What you return should be the lines from the first line of the records below through the line holding "pub const DEFAULT_BASE_URL: &str", unchanged.

> Data shown:
--

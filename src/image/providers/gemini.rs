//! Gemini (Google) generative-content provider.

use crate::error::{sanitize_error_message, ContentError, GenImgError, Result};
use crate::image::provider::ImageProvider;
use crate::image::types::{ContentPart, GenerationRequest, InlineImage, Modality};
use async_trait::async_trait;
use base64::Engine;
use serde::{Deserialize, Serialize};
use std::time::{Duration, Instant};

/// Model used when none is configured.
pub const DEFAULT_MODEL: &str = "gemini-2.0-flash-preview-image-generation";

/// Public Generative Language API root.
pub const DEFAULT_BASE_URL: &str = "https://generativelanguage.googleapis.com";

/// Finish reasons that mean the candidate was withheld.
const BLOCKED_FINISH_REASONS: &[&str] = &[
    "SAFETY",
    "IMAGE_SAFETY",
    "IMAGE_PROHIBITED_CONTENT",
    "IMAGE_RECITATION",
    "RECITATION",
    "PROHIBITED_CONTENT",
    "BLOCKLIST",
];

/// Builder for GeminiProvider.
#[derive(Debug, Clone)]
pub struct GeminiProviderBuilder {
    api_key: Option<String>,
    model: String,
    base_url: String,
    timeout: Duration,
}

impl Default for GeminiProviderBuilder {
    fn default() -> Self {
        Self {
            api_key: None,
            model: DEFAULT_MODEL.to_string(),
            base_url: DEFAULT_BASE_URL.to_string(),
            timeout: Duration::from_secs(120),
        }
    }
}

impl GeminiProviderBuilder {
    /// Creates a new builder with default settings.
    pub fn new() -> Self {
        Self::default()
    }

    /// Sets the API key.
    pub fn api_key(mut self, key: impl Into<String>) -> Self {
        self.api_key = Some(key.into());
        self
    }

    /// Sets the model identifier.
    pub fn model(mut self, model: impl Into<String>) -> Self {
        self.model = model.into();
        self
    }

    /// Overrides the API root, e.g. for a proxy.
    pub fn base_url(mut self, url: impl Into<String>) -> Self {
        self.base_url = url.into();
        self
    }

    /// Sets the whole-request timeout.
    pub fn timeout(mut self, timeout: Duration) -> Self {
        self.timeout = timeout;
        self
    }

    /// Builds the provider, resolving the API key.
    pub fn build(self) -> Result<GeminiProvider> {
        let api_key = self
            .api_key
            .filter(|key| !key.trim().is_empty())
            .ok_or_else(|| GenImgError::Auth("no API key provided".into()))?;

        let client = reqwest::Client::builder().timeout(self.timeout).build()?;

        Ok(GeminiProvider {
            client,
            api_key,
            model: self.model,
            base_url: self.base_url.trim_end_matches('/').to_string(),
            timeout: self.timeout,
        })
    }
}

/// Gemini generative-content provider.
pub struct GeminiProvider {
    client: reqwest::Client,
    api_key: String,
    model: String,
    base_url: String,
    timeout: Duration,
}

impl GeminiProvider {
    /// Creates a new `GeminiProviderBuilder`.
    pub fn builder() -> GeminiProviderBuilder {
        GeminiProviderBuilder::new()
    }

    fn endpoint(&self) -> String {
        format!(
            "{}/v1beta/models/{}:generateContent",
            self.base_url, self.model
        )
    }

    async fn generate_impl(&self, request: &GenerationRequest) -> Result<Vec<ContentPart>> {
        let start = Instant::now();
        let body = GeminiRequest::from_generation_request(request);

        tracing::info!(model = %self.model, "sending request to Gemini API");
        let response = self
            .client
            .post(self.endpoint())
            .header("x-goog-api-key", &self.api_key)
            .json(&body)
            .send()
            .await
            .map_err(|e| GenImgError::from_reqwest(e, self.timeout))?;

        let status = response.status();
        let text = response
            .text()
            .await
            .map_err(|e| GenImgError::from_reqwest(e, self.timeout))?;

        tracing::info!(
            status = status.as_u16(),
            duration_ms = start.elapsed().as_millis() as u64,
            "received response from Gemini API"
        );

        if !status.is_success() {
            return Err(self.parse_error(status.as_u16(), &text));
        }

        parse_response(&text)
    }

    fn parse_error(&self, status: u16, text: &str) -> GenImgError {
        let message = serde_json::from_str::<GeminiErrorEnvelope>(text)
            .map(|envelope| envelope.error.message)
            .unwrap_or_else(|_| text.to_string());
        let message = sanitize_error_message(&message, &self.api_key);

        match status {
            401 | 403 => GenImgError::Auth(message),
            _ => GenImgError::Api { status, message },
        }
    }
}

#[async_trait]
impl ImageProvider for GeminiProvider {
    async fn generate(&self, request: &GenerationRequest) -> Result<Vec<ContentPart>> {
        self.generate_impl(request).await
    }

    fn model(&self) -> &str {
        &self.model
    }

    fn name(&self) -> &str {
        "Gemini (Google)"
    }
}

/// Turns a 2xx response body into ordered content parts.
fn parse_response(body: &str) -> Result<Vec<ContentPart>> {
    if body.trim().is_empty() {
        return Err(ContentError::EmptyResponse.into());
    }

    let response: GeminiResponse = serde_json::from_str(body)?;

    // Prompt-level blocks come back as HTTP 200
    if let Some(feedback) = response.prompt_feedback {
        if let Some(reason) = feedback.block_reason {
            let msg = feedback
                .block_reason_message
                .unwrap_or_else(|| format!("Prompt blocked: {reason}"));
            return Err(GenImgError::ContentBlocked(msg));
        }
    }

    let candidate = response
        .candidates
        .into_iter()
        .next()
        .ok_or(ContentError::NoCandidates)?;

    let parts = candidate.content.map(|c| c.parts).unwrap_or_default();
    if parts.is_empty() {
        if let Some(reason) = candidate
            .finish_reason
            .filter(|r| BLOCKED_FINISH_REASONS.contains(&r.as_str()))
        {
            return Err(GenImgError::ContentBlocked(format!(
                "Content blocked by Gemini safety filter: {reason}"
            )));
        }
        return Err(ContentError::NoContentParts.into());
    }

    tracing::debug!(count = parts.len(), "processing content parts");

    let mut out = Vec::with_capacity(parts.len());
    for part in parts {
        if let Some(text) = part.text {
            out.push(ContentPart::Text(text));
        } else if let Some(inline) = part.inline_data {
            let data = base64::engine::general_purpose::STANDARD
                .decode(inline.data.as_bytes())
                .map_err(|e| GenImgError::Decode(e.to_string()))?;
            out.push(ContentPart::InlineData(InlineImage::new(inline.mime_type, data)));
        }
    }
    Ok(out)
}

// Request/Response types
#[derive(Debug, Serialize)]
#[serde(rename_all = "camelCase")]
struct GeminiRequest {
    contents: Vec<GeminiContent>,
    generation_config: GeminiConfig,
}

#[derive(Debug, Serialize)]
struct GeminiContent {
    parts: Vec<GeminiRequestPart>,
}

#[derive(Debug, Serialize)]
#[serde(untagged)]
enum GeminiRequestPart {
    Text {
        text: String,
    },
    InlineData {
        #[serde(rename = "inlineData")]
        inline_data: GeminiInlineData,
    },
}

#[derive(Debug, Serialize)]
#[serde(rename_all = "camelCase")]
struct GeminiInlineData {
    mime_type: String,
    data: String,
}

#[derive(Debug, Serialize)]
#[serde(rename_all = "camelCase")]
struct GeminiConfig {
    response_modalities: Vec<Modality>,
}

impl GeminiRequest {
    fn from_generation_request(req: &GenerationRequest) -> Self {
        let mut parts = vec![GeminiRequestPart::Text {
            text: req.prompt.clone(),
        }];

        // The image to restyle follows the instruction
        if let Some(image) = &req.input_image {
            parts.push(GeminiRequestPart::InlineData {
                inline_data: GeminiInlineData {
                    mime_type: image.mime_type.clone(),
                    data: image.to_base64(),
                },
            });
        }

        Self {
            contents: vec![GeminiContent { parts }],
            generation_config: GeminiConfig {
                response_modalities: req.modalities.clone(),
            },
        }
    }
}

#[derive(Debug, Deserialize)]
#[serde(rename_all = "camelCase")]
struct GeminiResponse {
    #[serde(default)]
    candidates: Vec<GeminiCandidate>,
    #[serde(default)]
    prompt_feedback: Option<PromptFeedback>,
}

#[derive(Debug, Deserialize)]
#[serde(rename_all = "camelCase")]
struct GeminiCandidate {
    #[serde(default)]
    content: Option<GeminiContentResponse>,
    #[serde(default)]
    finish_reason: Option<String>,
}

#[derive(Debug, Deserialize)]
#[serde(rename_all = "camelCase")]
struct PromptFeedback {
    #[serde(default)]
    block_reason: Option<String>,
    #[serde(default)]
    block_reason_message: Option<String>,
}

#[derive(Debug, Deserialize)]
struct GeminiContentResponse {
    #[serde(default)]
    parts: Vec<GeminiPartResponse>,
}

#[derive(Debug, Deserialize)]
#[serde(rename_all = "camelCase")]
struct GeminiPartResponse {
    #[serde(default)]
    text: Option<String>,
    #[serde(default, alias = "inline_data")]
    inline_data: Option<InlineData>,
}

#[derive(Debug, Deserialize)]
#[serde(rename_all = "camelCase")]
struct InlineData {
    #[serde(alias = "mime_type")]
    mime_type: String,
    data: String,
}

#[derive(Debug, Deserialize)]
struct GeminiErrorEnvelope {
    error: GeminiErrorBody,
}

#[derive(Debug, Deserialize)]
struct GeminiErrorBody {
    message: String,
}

--

> Task answer:
filename src/image/providers/gemini.rs
//! Gemini (Google) generative-content provider.

use crate::error::{sanitize_error_message, ContentError, GenImgError, Result};
use crate::image::provider::ImageProvider;
use crate::image::types::{ContentPart, GenerationRequest, InlineImage, Modality};
use async_trait::async_trait;
use base64::Engine;
use serde::{Deserialize, Serialize};
use std::time::{Duration, Instant};

/// Model used when none is configured.
pub const DEFAULT_MODEL: &str = "gemini-2.0-flash-preview-image-generation";

/// Public Generative Language API root.
pub const DEFAULT_BASE_URL: &str = "https://generativelanguage.googleapis.com";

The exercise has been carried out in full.